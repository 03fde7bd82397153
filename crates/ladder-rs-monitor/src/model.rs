// crates/ladder-rs-monitor/src/model.rs
//! Defines the wire-level data structures of the monitor.
//!
//! These structs mirror the core runtime's snapshot and program types to
//! provide a stable serialization API for the web frontend, and carry the
//! textual command protocol clients speak over the WebSocket.

use ladder_rs::program::{LinkDoc, NodeDoc, ProgramDoc};
use ladder_rs::runtime::Snapshot;
use serde::{Deserialize, Serialize};
use std::collections::BTreeMap;

/// A serializable snapshot of the controller, as published to observers.
#[derive(Serialize, Deserialize, Clone, Debug)]
pub struct SnapshotDto {
    pub status: String,
    #[serde(skip_serializing_if = "Option::is_none", default)]
    pub error: Option<String>,
    pub memory: MemoryDto,
}

/// Sparse memory view: only set bits, non-zero words and live instances.
#[derive(Serialize, Deserialize, Clone, Debug, Default)]
pub struct MemoryDto {
    pub m: BTreeMap<String, bool>,
    pub i: BTreeMap<String, bool>,
    pub q: BTreeMap<String, bool>,
    pub d: BTreeMap<String, u32>,
    pub t: BTreeMap<String, TimerDto>,
    pub c: BTreeMap<String, CounterDto>,
}

#[derive(Serialize, Deserialize, Clone, Debug)]
pub struct TimerDto {
    pub q: bool,
    pub current: u64,
    pub preset: u64,
    pub enabled: bool,
}

#[derive(Serialize, Deserialize, Clone, Debug)]
pub struct CounterDto {
    pub q: bool,
    pub current: i32,
    pub preset: i32,
}

impl From<&Snapshot> for SnapshotDto {
    fn from(snapshot: &Snapshot) -> Self {
        let flags = |indices: &[usize]| -> BTreeMap<String, bool> {
            indices.iter().map(|i| (i.to_string(), true)).collect()
        };
        SnapshotDto {
            status: snapshot.status.as_str().to_string(),
            error: snapshot.error.clone(),
            memory: MemoryDto {
                m: flags(&snapshot.m),
                i: flags(&snapshot.i),
                q: flags(&snapshot.q),
                d: snapshot
                    .d
                    .iter()
                    .map(|(i, w)| (i.to_string(), *w))
                    .collect(),
                t: snapshot
                    .timers
                    .iter()
                    .map(|t| {
                        (
                            t.name.clone(),
                            TimerDto {
                                q: t.q,
                                current: t.current,
                                preset: t.preset,
                                enabled: t.enabled,
                            },
                        )
                    })
                    .collect(),
                c: snapshot
                    .counters
                    .iter()
                    .map(|c| {
                        (
                            c.name.clone(),
                            CounterDto {
                                q: c.q,
                                current: c.current,
                                preset: c.preset,
                            },
                        )
                    })
                    .collect(),
            },
        }
    }
}

/// One node record of an uploaded or downloaded program document.
#[derive(Serialize, Deserialize, Clone, Debug, Default, PartialEq)]
pub struct NodeRecord {
    pub id: i64,
    #[serde(rename = "networkId", default)]
    pub network_id: String,
    #[serde(rename = "type", default)]
    pub node_type: String,
    #[serde(default)]
    pub addr: String,
    #[serde(default)]
    pub tag: String,
    #[serde(default)]
    pub instruction: String,
    #[serde(default)]
    pub args: String,
    #[serde(default)]
    pub setpoint: i32,
    #[serde(default)]
    pub x: i32,
    #[serde(default)]
    pub y: i32,
}

/// One link record of a program document.
#[derive(Serialize, Deserialize, Clone, Debug, Default, PartialEq)]
pub struct LinkRecord {
    pub from: i64,
    pub to: i64,
    #[serde(rename = "fromPort", default)]
    pub from_port: String,
    #[serde(rename = "toPort", default)]
    pub to_port: String,
}

/// The program document as the editor uploads and downloads it.
#[derive(Serialize, Deserialize, Clone, Debug, Default, PartialEq)]
pub struct ProgramRecord {
    #[serde(default)]
    pub nodes: Vec<NodeRecord>,
    #[serde(rename = "linkData", default)]
    pub links: Vec<LinkRecord>,
}

impl ProgramRecord {
    /// The core-side document form.
    pub fn to_doc(&self) -> ProgramDoc {
        ProgramDoc {
            nodes: self
                .nodes
                .iter()
                .map(|n| NodeDoc {
                    id: n.id,
                    network_id: n.network_id.clone(),
                    node_type: n.node_type.clone(),
                    addr: n.addr.clone(),
                    tag: n.tag.clone(),
                    instruction: n.instruction.clone(),
                    args: n.args.clone(),
                    setpoint: n.setpoint,
                    x: n.x,
                    y: n.y,
                })
                .collect(),
            links: self
                .links
                .iter()
                .map(|l| LinkDoc {
                    from: l.from,
                    to: l.to,
                    from_port: l.from_port.clone(),
                    to_port: l.to_port.clone(),
                })
                .collect(),
        }
    }

    pub fn from_doc(doc: &ProgramDoc) -> Self {
        ProgramRecord {
            nodes: doc
                .nodes
                .iter()
                .map(|n| NodeRecord {
                    id: n.id,
                    network_id: n.network_id.clone(),
                    node_type: n.node_type.clone(),
                    addr: n.addr.clone(),
                    tag: n.tag.clone(),
                    instruction: n.instruction.clone(),
                    args: n.args.clone(),
                    setpoint: n.setpoint,
                    x: n.x,
                    y: n.y,
                })
                .collect(),
            links: doc
                .links
                .iter()
                .map(|l| LinkRecord {
                    from: l.from,
                    to: l.to,
                    from_port: l.from_port.clone(),
                    to_port: l.to_port.clone(),
                })
                .collect(),
        }
    }
}

/// What the monitor pushes to WebSocket clients: periodic snapshots, and the
/// current program when a client asked for it.
#[derive(Serialize, Clone, Debug)]
#[serde(untagged)]
pub enum MonitorEvent {
    Snapshot(SnapshotDto),
    Program(ProgramRecord),
}

/// A command forwarded from a WebSocket client to the scan thread.
#[derive(Debug, Clone, PartialEq)]
pub enum EngineCommand {
    Run,
    Stop,
    Reset,
    /// Force one address to a value.
    Force { addr: String, value: u32 },
    /// Replace the program.
    Deploy(ProgramRecord),
    /// Client asked for the current program document.
    SendProgram,
    /// Client asked for an immediate snapshot (new connections).
    Refresh,
}

/// Parses one inbound WebSocket text message.
///
/// `RUN`/`STOP`/`RESET` (case-insensitive), `SET <ADDR> <INT>`, `/load`, or
/// a JSON program document. Anything else is `None`.
pub fn parse_command(text: &str) -> Option<EngineCommand> {
    let trimmed = text.trim();
    if trimmed.starts_with('{') {
        return serde_json::from_str::<ProgramRecord>(trimmed)
            .ok()
            .map(EngineCommand::Deploy);
    }
    if trimmed == "/load" {
        return Some(EngineCommand::SendProgram);
    }
    if trimmed.eq_ignore_ascii_case("RUN") {
        return Some(EngineCommand::Run);
    }
    if trimmed.eq_ignore_ascii_case("STOP") {
        return Some(EngineCommand::Stop);
    }
    if trimmed.eq_ignore_ascii_case("RESET") {
        return Some(EngineCommand::Reset);
    }

    let mut parts = trimmed.split_whitespace();
    if let (Some(verb), Some(addr), Some(value)) = (parts.next(), parts.next(), parts.next()) {
        if verb.eq_ignore_ascii_case("SET") && parts.next().is_none() {
            return value.parse().ok().map(|value| EngineCommand::Force {
                addr: addr.to_string(),
                value,
            });
        }
    }
    None
}
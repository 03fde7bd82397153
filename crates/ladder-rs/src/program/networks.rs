// crates/ladder-rs/src/program/networks.rs
//! Network-id normalization and assignment.
//!
//! Every node belongs to exactly one network, rooted at a NETWORK source
//! node. Documents may leave `networkId` unset (`""` or `"-1"`); this module
//! fills the gaps by flooding forward links from each NETWORK source and
//! hands every leftover node a freshly minted id.

use super::node::{Link, Node, NodeKind};
use crate::log::my_debug;
use alloc::format;
use alloc::string::{String, ToString};
use alloc::vec::Vec;
use core::cmp::Ordering;

/// The canonical form of an unassigned network id.
pub const UNASSIGNED: &str = "-1";

/// Canonicalizes a raw network id string.
///
/// Trims whitespace; empty and `"-1"` stay unassigned; a non-negative
/// number becomes `N<n>`; a negative number is unassigned; anything else is
/// uppercased verbatim.
pub fn canonical_id(raw: &str) -> String {
    let trimmed = raw.trim();
    if trimmed.is_empty() || trimmed == UNASSIGNED {
        return UNASSIGNED.to_string();
    }
    if let Ok(n) = trimmed.parse::<i64>() {
        return if n >= 0 {
            format!("N{}", n)
        } else {
            UNASSIGNED.to_string()
        };
    }
    trimmed.to_ascii_uppercase()
}

/// Orders canonical network ids for execution within a scan.
///
/// Ids of the `N<k>` form run first, by their numeric suffix, so `N2` runs
/// before `N10`; any other label runs after them in lexicographic order.
pub fn compare_ids(a: &str, b: &str) -> Ordering {
    match (minted_index(a), minted_index(b)) {
        (Some(x), Some(y)) => x.cmp(&y),
        (Some(_), None) => Ordering::Less,
        (None, Some(_)) => Ordering::Greater,
        (None, None) => a.cmp(b),
    }
}

fn minted_index(id: &str) -> Option<u64> {
    let digits = id.strip_prefix('N')?;
    if digits.is_empty() || !digits.bytes().all(|b| b.is_ascii_digit()) {
        return None;
    }
    digits.parse().ok()
}

/// Fills in unassigned network ids.
///
/// For each NETWORK node in document order: keep the id named by its own
/// `addr` text when usable, otherwise mint the next `N<k>`; then assign that
/// id to every still-unassigned node reachable over forward links. Nodes
/// left over after all sources are processed each receive a fresh `N<k>`.
///
/// Nodes that arrived with an explicit id keep it; the flood only fills
/// gaps. The flood traverses the full reachable set, not just one hop.
pub fn assign(nodes: &mut [Node], links: &[Link]) {
    fn mint(next: &mut usize) -> String {
        let id = format!("N{}", *next);
        *next += 1;
        id
    }

    let mut next_minted = 0usize;
    let source_ids: Vec<usize> = nodes
        .iter()
        .filter(|n| n.kind == NodeKind::Network)
        .map(|n| n.id)
        .collect();

    for source in source_ids {
        let label = match node_by_id(nodes, source) {
            // The document already named this source's network.
            Some(node) if node.network != UNASSIGNED => node.network.clone(),
            Some(node) => {
                let own = canonical_id(&node.addr_text);
                if own == UNASSIGNED || own == "N" {
                    mint(&mut next_minted)
                } else {
                    own
                }
            }
            None => continue,
        };

        if let Some(node) = node_by_id_mut(nodes, source) {
            node.network = label.clone();
        }
        flood(nodes, links, source, &label);
    }

    for node in nodes.iter_mut() {
        if node.network == UNASSIGNED {
            let fresh = mint(&mut next_minted);
            my_debug!("[NET] node {} is unreachable, assigned {}", node.id, fresh);
            node.network = fresh;
        }
    }
}

/// Breadth-first walk over forward links, assigning `label` to every
/// unassigned node reached from `source`.
fn flood(nodes: &mut [Node], links: &[Link], source: usize, label: &str) {
    let mut queue: Vec<usize> = links
        .iter()
        .filter(|l| l.from == source)
        .map(|l| l.to)
        .collect();
    let mut visited: Vec<usize> = Vec::new();

    while let Some(id) = queue.pop() {
        if visited.contains(&id) {
            continue;
        }
        visited.push(id);
        if let Some(node) = node_by_id_mut(nodes, id) {
            if node.network == UNASSIGNED {
                node.network = label.to_string();
            }
        }
        queue.extend(links.iter().filter(|l| l.from == id).map(|l| l.to));
    }
}

fn node_by_id(nodes: &[Node], id: usize) -> Option<&Node> {
    nodes.iter().find(|n| n.id == id)
}

fn node_by_id_mut(nodes: &mut [Node], id: usize) -> Option<&mut Node> {
    nodes.iter_mut().find(|n| n.id == id)
}
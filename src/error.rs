//! The error taxonomy for ledger operations.
//!
//! Each failure mode is a distinct variant so that callers can choose an
//! appropriate response. Nothing in this crate converts a real failure into
//! a successful empty result, and nothing is retried; retry policy belongs
//! to the caller.

use crate::model::Amount;
use thiserror::Error;

pub type Result<T, E = LedgerError> = std::result::Result<T, E>;

/// Any error a [`crate::Ledger`] operation can produce.
#[derive(Debug, Error)]
pub enum LedgerError {
    /// An operation that requires an authenticated session was invoked
    /// without one. Detected before any store access; there is no fallback
    /// to a shared or default storage key.
    #[error("no authenticated session")]
    Unauthenticated,

    /// The submitted transaction failed validation. Detected before any
    /// store access.
    #[error("invalid transaction: {0}")]
    Validation(#[from] ValidationError),

    /// The underlying store failed, or the stored payload was unusable.
    #[error("storage failure: {0}")]
    Storage(#[from] StorageError),
}

/// Rejections of a [`crate::TransactionInput`] submitted to `append`.
#[derive(Debug, Error)]
pub enum ValidationError {
    #[error("transaction name must not be empty")]
    EmptyName,

    #[error("transaction amount must be positive, got {0}")]
    NonPositiveAmount(Amount),

    #[error("unknown category '{0}'")]
    UnknownCategory(String),
}

/// Failures at or below the key-value store boundary.
#[derive(Debug, Error)]
pub enum StorageError {
    /// The underlying key-value store failed to read or write. Adapter
    /// implementations wrap whatever their backend produced.
    #[error("storage backend failure: {0}")]
    Backend(#[from] anyhow::Error),

    /// The stored payload could not be decoded. Surfaced as an error rather
    /// than an empty record set so that corruption is never mistaken for
    /// "no transactions yet".
    #[error("stored ledger at '{key}' is corrupted")]
    Corrupted {
        key: String,
        #[source]
        source: serde_json::Error,
    },

    /// The stored payload decoded, but was written by an incompatible
    /// schema version.
    #[error("stored ledger at '{key}' has unsupported schema version {version}")]
    UnsupportedVersion { key: String, version: u32 },
}
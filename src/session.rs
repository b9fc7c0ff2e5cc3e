//! The session context: exactly one authenticated identity at a time.
//!
//! How the identity was obtained (OAuth, social login) is not this crate's
//! concern; the ledger only reads the identity and never mutates session
//! state. Ledger operations treat "no session" as a hard precondition
//! failure, never as a default or shared storage key.

use std::sync::Mutex;

/// The authenticated user's stable identifier plus presentation metadata.
///
/// `display_name` and `photo_url` are carried for consumers that render a
/// header; the ledger itself only uses `user_id`.
#[derive(Debug, Clone, PartialEq, Eq)]
pub struct SessionInfo {
    user_id: String,
    display_name: String,
    photo_url: Option<String>,
}

impl SessionInfo {
    pub fn new(user_id: impl Into<String>, display_name: impl Into<String>) -> Self {
        Self {
            user_id: user_id.into(),
            display_name: display_name.into(),
            photo_url: None,
        }
    }

    pub fn with_photo_url(mut self, photo_url: impl Into<String>) -> Self {
        self.photo_url = Some(photo_url.into());
        self
    }

    pub fn user_id(&self) -> &str {
        &self.user_id
    }

    pub fn display_name(&self) -> &str {
        &self.display_name
    }

    pub fn photo_url(&self) -> Option<&str> {
        self.photo_url.as_deref()
    }
}

/// Holds the current [`SessionInfo`], if any.
///
/// `sign_out` clears the identity synchronously: once it returns, no later
/// `current()` call can observe the signed-out identity. Signing a different
/// user in on the same device therefore cannot leak the prior user's records
/// into the new session.
#[derive(Debug, Default)]
pub struct SessionProvider {
    current: Mutex<Option<SessionInfo>>,
}

impl SessionProvider {
    /// Creates a provider with no authenticated session.
    pub fn new() -> Self {
        Self::default()
    }

    /// Installs `info` as the current identity, replacing any prior one.
    pub fn sign_in(&self, info: SessionInfo) {
        *self.lock() = Some(info);
    }

    /// Clears the current identity.
    pub fn sign_out(&self) {
        *self.lock() = None;
    }

    /// Returns a snapshot of the current identity, or `None` when
    /// unauthenticated.
    pub fn current(&self) -> Option<SessionInfo> {
        self.lock().clone()
    }

    fn lock(&self) -> std::sync::MutexGuard<'_, Option<SessionInfo>> {
        self.current.lock().unwrap_or_else(|e| e.into_inner())
    }
}
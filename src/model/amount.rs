//! Amount type for handling monetary values.
//!
//! This module provides the `Amount` type which wraps `Decimal` and handles
//! parsing values that may or may not include a currency symbol and
//! thousands separators. Summation over `Decimal` is exact, so repeated
//! aggregation runs over the life of a ledger cannot drift the way binary
//! floating point would.

use rust_decimal::Decimal;
use serde::{Deserialize, Serialize};
use std::fmt;
use std::str::FromStr;

/// Represents a monetary magnitude or balance.
///
/// The sign of a transaction is carried by its kind, not by the stored
/// number, so transaction amounts are validated as positive at append time.
/// Totals and the net balance reuse this type and may legitimately be zero
/// or negative.
///
/// # Examples
///
/// ```
/// # use gofinances_core::Amount;
/// # use std::str::FromStr;
/// let plain = Amount::from_str("1000.00").unwrap();
/// let formatted = Amount::from_str("$1,000.00").unwrap();
/// assert_eq!(plain, formatted);
/// ```
#[derive(
    Debug, Clone, Copy, PartialEq, Eq, PartialOrd, Ord, Hash, Default, Serialize, Deserialize,
)]
#[serde(transparent)]
pub struct Amount(Decimal);

impl Amount {
    pub const ZERO: Amount = Amount(Decimal::ZERO);

    /// Creates a new Amount from a Decimal value.
    pub const fn new(value: Decimal) -> Self {
        Self(value)
    }

    /// Returns the underlying Decimal value.
    pub fn value(&self) -> Decimal {
        self.0
    }

    /// Returns true if the amount is zero.
    pub fn is_zero(&self) -> bool {
        self.0.is_zero()
    }

    /// Returns true if the amount is strictly positive.
    pub fn is_positive(&self) -> bool {
        !self.is_zero() && self.0.is_sign_positive()
    }

    /// Returns true if the amount is negative.
    pub fn is_negative(&self) -> bool {
        self.0.is_sign_negative() && !self.is_zero()
    }
}

impl FromStr for Amount {
    type Err = rust_decimal::Error;

    fn from_str(s: &str) -> Result<Self, Self::Err> {
        let trimmed = s.trim();
        let (negative, unsigned) = match trimmed.strip_prefix('-') {
            Some(rest) => (true, rest),
            None => (false, trimmed),
        };
        let unsigned = unsigned.strip_prefix('$').unwrap_or(unsigned);
        let plain = unsigned.replace(',', "");
        let value = Decimal::from_str(&plain)?;
        Ok(Amount(if negative { -value } else { value }))
    }
}

impl fmt::Display for Amount {
    fn fmt(&self, f: &mut fmt::Formatter<'_>) -> fmt::Result {
        fmt::Display::fmt(&self.0, f)
    }
}

impl From<Decimal> for Amount {
    fn from(value: Decimal) -> Self {
        Amount::new(value)
    }
}

impl From<Amount> for Decimal {
    fn from(amount: Amount) -> Self {
        amount.value()
    }
}
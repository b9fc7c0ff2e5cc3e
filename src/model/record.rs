//! Transaction records: what callers submit and what the ledger stores.

use crate::error::ValidationError;
use crate::model::{Amount, CategoryRegistry};
use chrono::{DateTime, Utc};
use serde::{Deserialize, Serialize};
use uuid::Uuid;

/// Determines which aggregation bucket a transaction lands in.
#[derive(Debug, Clone, Copy, PartialEq, Eq, Hash, Serialize, Deserialize)]
#[serde(rename_all = "lowercase")]
pub enum TransactionKind {
    Income,
    Outcome,
}

serde_plain::derive_display_from_serialize!(TransactionKind);
serde_plain::derive_fromstr_from_deserialize!(TransactionKind);

/// A new transaction as submitted by the caller, before the ledger assigns
/// an id and a timestamp.
#[derive(Debug, Clone, PartialEq, Eq, Serialize, Deserialize)]
pub struct TransactionInput {
    /// Free-text label, must be non-empty.
    pub name: String,
    /// Positive magnitude; the sign is carried by `kind`.
    pub amount: Amount,
    pub kind: TransactionKind,
    /// Key into the [`CategoryRegistry`], checked at append time.
    pub category: String,
}

impl TransactionInput {
    pub fn new(
        name: impl Into<String>,
        amount: Amount,
        kind: TransactionKind,
        category: impl Into<String>,
    ) -> Self {
        Self {
            name: name.into(),
            amount,
            kind,
            category: category.into(),
        }
    }

    /// Checks the append preconditions against `categories`.
    pub(crate) fn validate(&self, categories: &CategoryRegistry) -> Result<(), ValidationError> {
        if self.name.trim().is_empty() {
            return Err(ValidationError::EmptyName);
        }
        if !self.amount.is_positive() {
            return Err(ValidationError::NonPositiveAmount(self.amount));
        }
        if !categories.contains(&self.category) {
            return Err(ValidationError::UnknownCategory(self.category.clone()));
        }
        Ok(())
    }
}

/// A single ledger entry. Records are immutable once appended; there is no
/// update or delete operation.
#[derive(Debug, Clone, PartialEq, Eq, Serialize, Deserialize)]
#[serde(rename_all = "camelCase")]
pub struct TransactionRecord {
    /// Opaque unique id, assigned at creation and stable for the record's
    /// lifetime.
    pub id: String,
    pub name: String,
    pub amount: Amount,
    pub kind: TransactionKind,
    pub category: String,
    /// Timestamp of insertion.
    pub created_at: DateTime<Utc>,
}

impl TransactionRecord {
    /// Promotes a validated input into a record by assigning an id and
    /// `created_at`.
    pub(crate) fn create(input: TransactionInput, created_at: DateTime<Utc>) -> Self {
        Self {
            id: Uuid::new_v4().to_string(),
            name: input.name,
            amount: input.amount,
            kind: input.kind,
            category: input.category,
            created_at,
        }
    }
}
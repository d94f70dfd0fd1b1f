mod loader;
mod types;
mod validate;

pub use loader::{
    load_config, load_config_from_env, load_config_from_str, CONFIG_PATH_ENV, DEFAULT_CONFIG_PATH,
};
pub use types::*;
pub use validate::validate_config;

use thiserror::Error;

#[derive(Debug, Error)]
pub enum ConfigError {
    #[error("Configuration file not found: {0}")]
    FileNotFound(String),

    #[error("Failed to parse configuration: {0}")]
    ParseError(String),

    #[error("Configuration validation failed: {0}")]
    ValidationError(String),
}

---

What you need to do >>
Find where the line with "for ledger operations." sits in the material above, then copy exactly from it through the line with "pub type Result<T, E". Add no other line.

Exercise response >>
//! The error taxonomy for ledger operations.
//!
//! Each failure mode is a distinct variant so that callers can choose an
//! appropriate response. Nothing in this crate converts a real failure into
//! a successful empty result, and nothing is retried; retry policy belongs
//! to the caller.

use crate::model::Amount;
use thiserror::Error;

pub type Result<T, E = LedgerError> = std::result::Result<T, E>;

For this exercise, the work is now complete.